Problem statement: Check the entries below and say how many lines include the word "OpenOptions". No other text is wanted.

----- Material supplied -----

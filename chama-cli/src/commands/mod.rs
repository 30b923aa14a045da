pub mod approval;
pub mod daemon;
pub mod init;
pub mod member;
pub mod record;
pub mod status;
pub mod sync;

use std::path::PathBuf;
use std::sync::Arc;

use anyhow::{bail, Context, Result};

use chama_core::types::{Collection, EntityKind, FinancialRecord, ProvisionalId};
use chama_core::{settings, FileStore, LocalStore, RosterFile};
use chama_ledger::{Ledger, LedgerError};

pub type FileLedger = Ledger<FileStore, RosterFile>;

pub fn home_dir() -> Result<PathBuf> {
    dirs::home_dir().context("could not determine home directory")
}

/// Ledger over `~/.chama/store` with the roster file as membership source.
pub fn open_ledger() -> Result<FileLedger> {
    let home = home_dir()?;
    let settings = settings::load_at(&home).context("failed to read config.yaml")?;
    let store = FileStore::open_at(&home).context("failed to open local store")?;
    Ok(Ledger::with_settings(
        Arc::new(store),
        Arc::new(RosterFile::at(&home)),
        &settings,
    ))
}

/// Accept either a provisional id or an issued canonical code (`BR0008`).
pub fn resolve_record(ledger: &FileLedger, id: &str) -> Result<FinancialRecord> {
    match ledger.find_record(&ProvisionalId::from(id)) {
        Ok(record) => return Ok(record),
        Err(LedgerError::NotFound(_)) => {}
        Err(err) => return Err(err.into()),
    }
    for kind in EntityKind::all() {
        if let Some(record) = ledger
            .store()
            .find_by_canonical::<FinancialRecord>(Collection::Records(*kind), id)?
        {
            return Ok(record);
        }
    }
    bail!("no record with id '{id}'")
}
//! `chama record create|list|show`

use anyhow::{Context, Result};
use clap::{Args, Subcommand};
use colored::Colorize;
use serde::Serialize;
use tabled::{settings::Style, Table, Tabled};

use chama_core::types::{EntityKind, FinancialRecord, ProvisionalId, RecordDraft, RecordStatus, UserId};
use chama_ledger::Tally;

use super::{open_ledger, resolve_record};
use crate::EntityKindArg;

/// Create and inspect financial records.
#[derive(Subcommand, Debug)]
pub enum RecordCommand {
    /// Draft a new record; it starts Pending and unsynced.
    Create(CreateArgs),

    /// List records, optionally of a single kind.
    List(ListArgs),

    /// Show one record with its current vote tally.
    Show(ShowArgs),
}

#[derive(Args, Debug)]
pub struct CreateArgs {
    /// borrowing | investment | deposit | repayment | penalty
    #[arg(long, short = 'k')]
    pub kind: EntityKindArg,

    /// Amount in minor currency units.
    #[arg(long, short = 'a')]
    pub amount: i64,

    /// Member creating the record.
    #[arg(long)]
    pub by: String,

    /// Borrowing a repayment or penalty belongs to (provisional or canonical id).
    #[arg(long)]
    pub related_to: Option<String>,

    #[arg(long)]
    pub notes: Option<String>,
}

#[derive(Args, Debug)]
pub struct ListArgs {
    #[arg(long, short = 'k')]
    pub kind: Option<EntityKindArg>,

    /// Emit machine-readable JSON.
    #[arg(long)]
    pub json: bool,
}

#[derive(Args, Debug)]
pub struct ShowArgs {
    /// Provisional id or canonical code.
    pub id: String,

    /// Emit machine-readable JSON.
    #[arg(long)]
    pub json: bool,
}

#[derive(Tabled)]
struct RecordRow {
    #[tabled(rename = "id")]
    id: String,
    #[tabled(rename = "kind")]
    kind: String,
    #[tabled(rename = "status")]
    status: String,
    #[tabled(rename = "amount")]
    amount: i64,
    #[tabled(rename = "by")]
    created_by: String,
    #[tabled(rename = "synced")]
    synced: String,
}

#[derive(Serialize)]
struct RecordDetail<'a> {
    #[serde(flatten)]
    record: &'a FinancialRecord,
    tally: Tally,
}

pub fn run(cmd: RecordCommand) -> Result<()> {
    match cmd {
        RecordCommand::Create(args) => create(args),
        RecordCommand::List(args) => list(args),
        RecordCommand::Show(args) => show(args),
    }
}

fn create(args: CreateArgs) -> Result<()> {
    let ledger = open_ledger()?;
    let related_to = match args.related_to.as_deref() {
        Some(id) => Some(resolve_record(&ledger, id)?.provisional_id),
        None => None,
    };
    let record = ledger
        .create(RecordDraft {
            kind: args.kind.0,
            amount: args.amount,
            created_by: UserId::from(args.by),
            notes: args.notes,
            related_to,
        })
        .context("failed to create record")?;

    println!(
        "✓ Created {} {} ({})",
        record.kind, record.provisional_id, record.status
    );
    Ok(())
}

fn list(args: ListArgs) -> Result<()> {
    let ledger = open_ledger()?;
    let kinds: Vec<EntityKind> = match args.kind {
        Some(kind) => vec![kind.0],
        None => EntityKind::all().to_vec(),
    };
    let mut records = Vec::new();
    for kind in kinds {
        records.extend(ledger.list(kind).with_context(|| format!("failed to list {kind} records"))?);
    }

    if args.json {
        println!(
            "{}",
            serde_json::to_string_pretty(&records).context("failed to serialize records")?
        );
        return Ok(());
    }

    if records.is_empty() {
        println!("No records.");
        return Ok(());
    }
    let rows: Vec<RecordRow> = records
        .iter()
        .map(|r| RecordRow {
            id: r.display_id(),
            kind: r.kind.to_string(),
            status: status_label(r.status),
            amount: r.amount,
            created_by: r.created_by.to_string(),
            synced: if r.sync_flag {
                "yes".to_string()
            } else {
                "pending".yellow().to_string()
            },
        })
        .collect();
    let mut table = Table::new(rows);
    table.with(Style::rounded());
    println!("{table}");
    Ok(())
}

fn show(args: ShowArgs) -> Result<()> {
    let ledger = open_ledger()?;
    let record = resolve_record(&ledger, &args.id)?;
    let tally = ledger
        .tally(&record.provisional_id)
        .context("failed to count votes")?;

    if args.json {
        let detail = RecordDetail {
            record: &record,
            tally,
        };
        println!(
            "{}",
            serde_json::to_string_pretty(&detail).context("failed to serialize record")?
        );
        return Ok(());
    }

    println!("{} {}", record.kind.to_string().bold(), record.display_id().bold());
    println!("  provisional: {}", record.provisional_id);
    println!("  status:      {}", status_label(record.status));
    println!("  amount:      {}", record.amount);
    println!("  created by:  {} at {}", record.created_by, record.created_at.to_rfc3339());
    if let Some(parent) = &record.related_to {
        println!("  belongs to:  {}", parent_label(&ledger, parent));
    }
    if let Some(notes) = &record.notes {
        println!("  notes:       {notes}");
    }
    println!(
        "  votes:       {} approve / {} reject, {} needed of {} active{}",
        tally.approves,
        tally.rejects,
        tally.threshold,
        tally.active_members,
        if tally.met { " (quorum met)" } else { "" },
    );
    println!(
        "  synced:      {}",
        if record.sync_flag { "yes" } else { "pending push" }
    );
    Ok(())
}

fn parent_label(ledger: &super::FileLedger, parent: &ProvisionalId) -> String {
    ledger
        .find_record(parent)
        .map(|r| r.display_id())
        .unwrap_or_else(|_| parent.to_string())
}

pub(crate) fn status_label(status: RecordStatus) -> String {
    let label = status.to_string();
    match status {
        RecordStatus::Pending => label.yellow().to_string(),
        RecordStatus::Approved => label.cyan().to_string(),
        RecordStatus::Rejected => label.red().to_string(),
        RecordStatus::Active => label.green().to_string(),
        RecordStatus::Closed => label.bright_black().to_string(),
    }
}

-----
----- Material supplied -----

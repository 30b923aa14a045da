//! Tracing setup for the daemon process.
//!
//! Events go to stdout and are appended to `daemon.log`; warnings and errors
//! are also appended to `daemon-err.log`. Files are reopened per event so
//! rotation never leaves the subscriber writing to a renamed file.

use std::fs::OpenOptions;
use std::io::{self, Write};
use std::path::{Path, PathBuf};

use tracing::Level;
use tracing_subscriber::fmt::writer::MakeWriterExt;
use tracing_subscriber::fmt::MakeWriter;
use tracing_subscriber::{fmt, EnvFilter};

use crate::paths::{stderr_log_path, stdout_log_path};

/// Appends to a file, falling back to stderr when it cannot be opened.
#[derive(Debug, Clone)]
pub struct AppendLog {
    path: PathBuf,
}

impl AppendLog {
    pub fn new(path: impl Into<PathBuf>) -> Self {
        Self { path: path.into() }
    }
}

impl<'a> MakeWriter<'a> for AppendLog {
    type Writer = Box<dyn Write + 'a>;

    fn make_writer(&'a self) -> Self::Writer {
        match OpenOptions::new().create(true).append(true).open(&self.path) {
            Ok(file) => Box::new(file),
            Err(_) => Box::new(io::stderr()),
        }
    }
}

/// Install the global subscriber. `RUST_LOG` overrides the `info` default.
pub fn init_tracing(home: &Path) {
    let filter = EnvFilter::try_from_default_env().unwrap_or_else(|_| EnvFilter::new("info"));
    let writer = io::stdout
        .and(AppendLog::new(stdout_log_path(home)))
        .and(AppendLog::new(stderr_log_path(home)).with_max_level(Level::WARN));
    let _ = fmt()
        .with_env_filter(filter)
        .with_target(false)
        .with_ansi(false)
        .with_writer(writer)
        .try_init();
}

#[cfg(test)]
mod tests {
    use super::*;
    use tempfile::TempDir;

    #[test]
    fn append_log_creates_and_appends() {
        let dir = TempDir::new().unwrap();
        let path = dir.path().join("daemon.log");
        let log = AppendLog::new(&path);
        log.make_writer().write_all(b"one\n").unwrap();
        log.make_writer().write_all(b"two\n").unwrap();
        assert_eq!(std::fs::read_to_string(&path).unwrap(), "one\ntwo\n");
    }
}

-----
----- Material supplied -----

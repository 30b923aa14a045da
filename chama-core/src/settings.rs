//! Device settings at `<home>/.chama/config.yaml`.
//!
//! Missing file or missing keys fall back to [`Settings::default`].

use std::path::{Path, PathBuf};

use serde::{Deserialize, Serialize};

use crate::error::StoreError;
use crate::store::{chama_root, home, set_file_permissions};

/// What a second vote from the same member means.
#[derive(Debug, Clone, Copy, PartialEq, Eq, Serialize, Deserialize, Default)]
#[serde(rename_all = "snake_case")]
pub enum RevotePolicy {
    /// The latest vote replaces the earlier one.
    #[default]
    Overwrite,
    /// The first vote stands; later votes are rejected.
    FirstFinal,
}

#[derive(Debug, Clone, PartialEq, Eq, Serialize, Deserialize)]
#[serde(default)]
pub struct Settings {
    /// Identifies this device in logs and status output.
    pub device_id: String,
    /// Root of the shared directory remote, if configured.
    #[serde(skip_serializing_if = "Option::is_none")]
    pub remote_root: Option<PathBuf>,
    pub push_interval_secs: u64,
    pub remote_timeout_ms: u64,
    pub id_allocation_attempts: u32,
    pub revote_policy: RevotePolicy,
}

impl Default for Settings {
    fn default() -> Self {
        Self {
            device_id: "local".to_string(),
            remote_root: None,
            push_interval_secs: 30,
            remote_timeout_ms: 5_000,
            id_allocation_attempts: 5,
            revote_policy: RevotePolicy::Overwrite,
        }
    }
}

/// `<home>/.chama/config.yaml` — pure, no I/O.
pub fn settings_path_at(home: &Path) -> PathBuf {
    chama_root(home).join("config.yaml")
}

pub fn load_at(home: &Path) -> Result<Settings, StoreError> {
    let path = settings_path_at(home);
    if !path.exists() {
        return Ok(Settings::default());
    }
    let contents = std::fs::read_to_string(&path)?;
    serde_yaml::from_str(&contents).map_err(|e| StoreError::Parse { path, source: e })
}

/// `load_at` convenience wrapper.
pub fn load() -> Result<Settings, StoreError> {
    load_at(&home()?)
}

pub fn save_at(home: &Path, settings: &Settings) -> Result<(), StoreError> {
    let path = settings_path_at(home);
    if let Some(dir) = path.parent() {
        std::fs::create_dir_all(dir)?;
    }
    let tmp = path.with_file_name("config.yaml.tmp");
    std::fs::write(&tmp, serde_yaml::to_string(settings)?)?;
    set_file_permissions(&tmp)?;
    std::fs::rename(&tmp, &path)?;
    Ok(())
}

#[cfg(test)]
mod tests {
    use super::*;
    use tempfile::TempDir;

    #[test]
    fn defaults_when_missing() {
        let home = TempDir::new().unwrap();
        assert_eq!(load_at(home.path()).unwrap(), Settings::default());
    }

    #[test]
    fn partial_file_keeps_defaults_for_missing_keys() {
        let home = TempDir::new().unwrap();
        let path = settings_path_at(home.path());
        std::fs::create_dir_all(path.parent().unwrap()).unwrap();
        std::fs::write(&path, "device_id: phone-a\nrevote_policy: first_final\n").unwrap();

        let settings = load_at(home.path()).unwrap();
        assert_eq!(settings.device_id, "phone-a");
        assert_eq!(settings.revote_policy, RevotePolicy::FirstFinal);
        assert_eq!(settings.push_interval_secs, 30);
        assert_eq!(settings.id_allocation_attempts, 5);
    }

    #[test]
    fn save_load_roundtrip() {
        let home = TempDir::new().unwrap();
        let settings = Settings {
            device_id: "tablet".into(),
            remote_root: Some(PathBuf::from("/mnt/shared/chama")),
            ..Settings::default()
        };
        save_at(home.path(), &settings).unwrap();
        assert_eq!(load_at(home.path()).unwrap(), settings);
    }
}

-----

Problem solution: 2